Ford Motor Company has announced that the company plans to reopen certain manufacturing facilities as early as April 6, according to a report by Reuters. The announcement comes as the Dearborn-based automaker looks for an influx of cash following the financially tumultuous past couple of weeks. The plan to fire up shuttered North American plants is focused around the Blue Oval’s most profitable vehicles: The Ford truck lineup of the F-150 pickup, the commercial Transit van, and full-size SUVs.
Michigan Governor Gretchen Whitmer issued an order on Monday barring non-essential businesses from operating until April 13. Experts have warned that this timeline will likely need to be stretched further to properly suppress the spread of COVID-19. This wouldn’t bode well for Ford’s timeline of restarting production on the F-150, or anything other than medical equipment.
The announcement also stated that the reopening will not take place without proper safety precautions taking place, though Ford has stated those precautions will be detailed at a later time. In order to further stem the loss of cash, Ford’s top 300 executives will also all be taking a deferment on 20 percent to 50 percent of their salaries for five months beginning on May 1. This decision was made to avoid a situation where layoffs would need to happen, though Ford CEO Jim Hackett did say that should the outcome of the pandemic worsen it may be unavoidable.
Reuters reports that Ford will also be deferring salary increases more broadly, as well as holding off on hiring in non-critical areas. Overtime has also been suspended for salaried employees, though there is no change to employee healthcare coverage and exposed employees will be paid for their time in self-quarantine.

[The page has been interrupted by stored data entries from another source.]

//! Error types for hurricane-flow.
//!
//! The model and renderer are total; errors only arise at the edges where
//! user input is parsed or the rendered document is persisted.

use std::path::PathBuf;

use thiserror::Error;

/// Errors produced when parsing inputs or persisting output.
#[derive(Debug, Error)]
pub enum FlowError {
    /// A color string could not be parsed.
    #[error("invalid color: {0}")]
    InvalidColor(String),

    /// A requested preset name was not recognized.
    #[error("unknown preset: {0}")]
    UnknownPreset(String),

    /// Writing the rendered document failed.
    #[error("failed to write {}: {source}", .path.display())]
    Io {
        path: PathBuf,
        #[source]
        source: std::io::Error,
    },
}

#[cfg(test)]
mod tests {
    use super::*;
    use std::error::Error as _;
    use std::io;

    #[test]
    fn invalid_color_includes_message() {
        let err = FlowError::InvalidColor("bad hex".into());
        let msg = format!("{err}");
        assert!(msg.contains("bad hex"), "missing message in: {msg}");
    }

    #[test]
    fn unknown_preset_includes_name() {
        let err = FlowError::UnknownPreset("typhoon".into());
        let msg = format!("{err}");
        assert!(msg.contains("typhoon"), "missing preset name in: {msg}");
    }

    #[test]
    fn io_error_includes_path_and_keeps_kind() {
        let err = FlowError::Io {
            path: PathBuf::from("/nowhere/out.svg"),
            source: io::Error::new(io::ErrorKind::PermissionDenied, "denied"),
        };
        let msg = format!("{err}");
        assert!(msg.contains("/nowhere/out.svg"), "missing path in: {msg}");
        assert!(msg.contains("denied"), "missing cause in: {msg}");

        let source = err.source().expect("io error should expose its source");
        let io_err = source
            .downcast_ref::<io::Error>()
            .expect("source should be an io::Error");
        assert_eq!(io_err.kind(), io::ErrorKind::PermissionDenied);
    }

    #[test]
    fn flow_error_is_send_and_sync() {
        fn assert_send_sync<T: Send + Sync>() {}
        assert_send_sync::<FlowError>();
    }

    #[test]
    fn flow_error_implements_std_error() {
        fn assert_std_error<T: std::error::Error>() {}
        assert_std_error::<FlowError>();
    }
}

After experiencing an abysmal year for profits in 2019, Ford was aiming to have a successful 2020 on the back of upcoming models like the Ford Bronco and Bronco Sport. The coronavirus pandemic has certainly disrupted every automakers profits for the first part of this year, and potentially for much longer. Moving to reopen the Ford truck facilities may prove to be ineffective if buyers are not heading back to dealerships in the near future. That said, we wouldn’t bet against the Ford truck lineup’s popularity and power as a capital generator.
The announcement also comes shortly after the UAW confirmed that two FCA employees who were exposed to the virus have died. Tensions between employees and automakers had been escalating prior to the closing of many of North America’s production facilities, and a move to reopen could have similarly volatile effects.